2. He told my husband that I would not leave him because I would not give up my “life style”.
3. When I told him that my physician husband continued to touch and exam fully naked women and that triggered me, he stated ” then just don’t be in the room when he does that! (as if that makes it ok).
4. When I suggested that my husband give up doing procedures that involved him staring at and touching fully naked women all day long, he stated ” You can’t ask him to change his career, it’s like asking him to change his eye color!) What? We are born with our eye color, however, we are not born with our careers! We can change our careers at any given time, but not our eye color! Besides, I wasn’t asking him to change his career, I was asking him to not do procedures, which triggered me and triggered my husband.! As if its ok for an alcoholic to work as a bartender!!!
5. He told me that I suffered from intimacy anorexia not reactive intimacy anorexia. He said I had full blown intimacy anorexia because I did not want to have objectifying sex with my husband after I found out that he had unprotected sex with over 1500 different prostitutes, my sister, his patients, gym members, nurses, cleaning crew, drug reps etc….and did nothing to rectify the marriage and continued to lie lie and lie.
Really?
She goes on to say:
I just posted a comment about Doug Weiss, however I was wondering if you were aware of any clause his paperwork (that I did not pay attention to when I went to see him) stating that you cannot say anything negative about him? I know a great deal of therapists and women who had negative experiences with him, however I can’t find their comments anywhere. I know that when I asked him for my polygraph questions that he used in office, he refused claiming my questions were his property and that if I tried to get them from him that he would have a lawyer contact me. What?? Really??
I know he is lawyer-ed up and wondered if maybe I should not post that comment although I feel partners have the right to know about how I was treated.
I answered that I did not know if Doug Weiss had such a clause in his contract but if she tried to post a comment on his site or his facebook page that he has the authority and the right to monitor comments and choose which ones are allowed.
She also wrote:
There were women in his waiting room in complete shock telling me “He doesn’t get it”.
When I called to schedule my intensive I specifically told his wife what I wanted to work on during my intensive. However, when I got there they put us through his assembly line (what I call it when you have couples going from station to station doing the same thing).
To have spent all of that money just to have him not listen to me and tell those things (that I mentioned above) traumatized me even more. When I pointed out that Barbara Steffens states in her book that I have every right to ask for things that make me safe, his response was, ‘Well, I don’t agree with everything these authors write!”. He’s a complete fraud!!
This woman’s description of what happened to her is typical of the lack of acknowledgment of the partner’s trauma and the victim shaming that occurs in many of the sex addiction treatment centers.

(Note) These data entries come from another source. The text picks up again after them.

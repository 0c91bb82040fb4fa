//! The generic execution seam the adapter sits on.
//!
//! `PgClient` only knows an `AsyncDatabaseExecutor` for SQL and a `ConnectionSource` that
//! hands out the current connection as a type-erased `AnyConnection`. `PgExecutor` implements
//! both for a single PostgreSQL session.

use std::any::{Any, type_name};
use std::sync::{Arc, PoisonError, RwLock};
use std::time::Duration;

use async_trait::async_trait;

use crate::config::PostgresOptions;
use crate::connection::PgConnection;
use crate::error::SqlMiddlewareDbError;
use crate::postgres as pg;
use crate::results::ResultSet;
use crate::types::{CommandMode, RowValues};

#[async_trait]
pub trait AsyncDatabaseExecutor: Send + Sync {
    /// How command text passed to `execute_select` / `execute_dml` is interpreted.
    fn command_mode(&self) -> CommandMode {
        CommandMode::Text
    }

    /// Executes a batch of SQL statements. No parameters are supported.
    async fn execute_batch(&self, query: &str) -> Result<(), SqlMiddlewareDbError>;

    /// Executes a single SELECT statement and returns the result set.
    async fn execute_select(
        &self,
        query: &str,
        params: &[RowValues],
    ) -> Result<ResultSet, SqlMiddlewareDbError>;

    /// Executes a single DML statement and returns the number of rows affected.
    async fn execute_dml(
        &self,
        query: &str,
        params: &[RowValues],
    ) -> Result<usize, SqlMiddlewareDbError>;
}

/// Hands out the connection an executor is currently using.
pub trait ConnectionSource: Send + Sync {
    /// # Errors
    /// Implementations return `ConnectionStateError` when no connection is available.
    fn connection(&self) -> Result<AnyConnection, SqlMiddlewareDbError>;
}

/// A connection object of unknown backend type.
#[derive(Clone)]
pub struct AnyConnection {
    inner: Arc<dyn Any + Send + Sync>,
    type_name: &'static str,
}

impl std::fmt::Debug for AnyConnection {
    fn fmt(&self, f: &mut std::fmt::Formatter<'_>) -> std::fmt::Result {
        f.debug_struct("AnyConnection")
            .field("type_name", &self.type_name)
            .finish_non_exhaustive()
    }
}

impl AnyConnection {
    #[must_use]
    pub fn new<T: Any + Send + Sync>(conn: Arc<T>) -> Self {
        Self {
            inner: conn,
            type_name: type_name::<T>(),
        }
    }

    #[must_use]
    pub fn type_name(&self) -> &'static str {
        self.type_name
    }

    /// Recover the concrete connection.
    ///
    /// # Errors
    /// Returns `SqlMiddlewareDbError::CastError` naming both types on a mismatch.
    pub fn downcast<T: Any + Send + Sync>(&self) -> Result<Arc<T>, SqlMiddlewareDbError> {
        Arc::clone(&self.inner)
            .downcast::<T>()
            .map_err(|_| SqlMiddlewareDbError::CastError {
                expected: type_name::<T>(),
                found: self.type_name,
            })
    }
}

/// Opens sessions for `PgExecutor`, e.g. with a TLS connector via `PgConnection::from_parts`.
#[async_trait]
pub trait ConnectionFactory: Send + Sync {
    async fn connect(&self, options: &PostgresOptions) -> Result<PgConnection, SqlMiddlewareDbError>;
}

/// Plain TCP / unix-socket sessions without TLS.
#[derive(Debug, Clone, Copy, Default)]
pub struct PgConnectionFactory;

#[async_trait]
impl ConnectionFactory for PgConnectionFactory {
    async fn connect(&self, options: &PostgresOptions) -> Result<PgConnection, SqlMiddlewareDbError> {
        Ok(PgConnection::connect(options.connect_config()?)
            .await?
            .with_close_grace(options.close_grace))
    }
}

/// Executor over one PostgreSQL session that can be swapped out by `reconnect`.
pub struct PgExecutor {
    current: RwLock<Arc<PgConnection>>,
    options: Option<PostgresOptions>,
    factory: Arc<dyn ConnectionFactory>,
    command_mode: CommandMode,
}

impl std::fmt::Debug for PgExecutor {
    fn fmt(&self, f: &mut std::fmt::Formatter<'_>) -> std::fmt::Result {
        f.debug_struct("PgExecutor")
            .field("current", &self.current())
            .field("command_mode", &self.command_mode)
            .finish_non_exhaustive()
    }
}

impl PgExecutor {
    /// # Errors
    /// Returns the backend error if the session cannot be opened.
    pub async fn connect(options: PostgresOptions) -> Result<Self, SqlMiddlewareDbError> {
        Self::connect_with_factory(options, Arc::new(PgConnectionFactory)).await
    }

    /// # Errors
    /// Returns whatever the factory returns.
    pub async fn connect_with_factory(
        options: PostgresOptions,
        factory: Arc<dyn ConnectionFactory>,
    ) -> Result<Self, SqlMiddlewareDbError> {
        let conn = factory.connect(&options).await?;
        Ok(Self {
            current: RwLock::new(Arc::new(conn)),
            command_mode: options.command_mode,
            options: Some(options),
            factory,
        })
    }

    /// Adopt an open session. Such an executor cannot `reconnect`.
    #[must_use]
    pub fn from_connection(conn: PgConnection, command_mode: CommandMode) -> Self {
        Self {
            current: RwLock::new(Arc::new(conn)),
            options: None,
            factory: Arc::new(PgConnectionFactory),
            command_mode,
        }
    }

    /// The session currently in use.
    #[must_use]
    pub fn current(&self) -> Arc<PgConnection> {
        Arc::clone(&self.current.read().unwrap_or_else(PoisonError::into_inner))
    }

    /// Open a fresh session with the original options and close the old one. A password
    /// provider on the options is asked again.
    ///
    /// # Errors
    /// Returns `ConfigError` for executors built with `from_connection`, or the factory's error.
    pub async fn reconnect(&self) -> Result<(), SqlMiddlewareDbError> {
        let options = self.options.as_ref().ok_or_else(|| {
            SqlMiddlewareDbError::ConfigError(
                "executor was built from an existing connection and has no options to reconnect with"
                    .to_string(),
            )
        })?;
        let fresh = Arc::new(self.factory.connect(options).await?);
        let old = std::mem::replace(
            &mut *self.current.write().unwrap_or_else(PoisonError::into_inner),
            fresh,
        );
        tracing::debug!("postgres executor reconnected");
        if old.is_open() {
            old.close().await?;
        }
        Ok(())
    }

    #[must_use]
    pub fn close_grace(&self) -> Duration {
        self.options
            .as_ref()
            .map_or(crate::connection::DEFAULT_CLOSE_GRACE, |o| o.close_grace)
    }
}

impl ConnectionSource for PgExecutor {
    fn connection(&self) -> Result<AnyConnection, SqlMiddlewareDbError> {
        Ok(AnyConnection::new(self.current()))
    }
}

#[async_trait]
impl AsyncDatabaseExecutor for PgExecutor {
    fn command_mode(&self) -> CommandMode {
        self.command_mode
    }

    async fn execute_batch(&self, query: &str) -> Result<(), SqlMiddlewareDbError> {
        let conn = self.current();
        let client = conn.command_client().await?;
        pg::execute_batch(&client, query).await
    }

    async fn execute_select(
        &self,
        query: &str,
        params: &[RowValues],
    ) -> Result<ResultSet, SqlMiddlewareDbError> {
        let sql = self.command_mode.render(query, params.len(), true);
        let conn = self.current();
        let client = conn.command_client().await?;
        pg::execute_select(&client, &sql, params).await
    }

    async fn execute_dml(
        &self,
        query: &str,
        params: &[RowValues],
    ) -> Result<usize, SqlMiddlewareDbError> {
        let sql = self.command_mode.render(query, params.len(), false);
        let conn = self.current();
        let client = conn.command_client().await?;
        pg::execute_dml(&client, &sql, params).await
    }
}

Partners are told to ‘trust’ their husbands or partners even in light of years, sometimes decades of lying and deception. They are told to have sex with these men, potentially exposing them to STDs. They are told to not ask questions about the sexual behaviors as it might ‘shame’ the sex addict. Partners are told to ‘own’ their part of the problem, seek therapy and attend 12 step programs and they are told that any monitoring of the sex addict’s activities is proof of the partner’s ‘sickness’.
In my opinion sex addiction therapy and rehab programs do nothing more than enable the sex addict by giving him an excuse for his behavior (my addiction made me do it), give only lip service to accountability and gives them a sense of entitlement that is often used against their partners.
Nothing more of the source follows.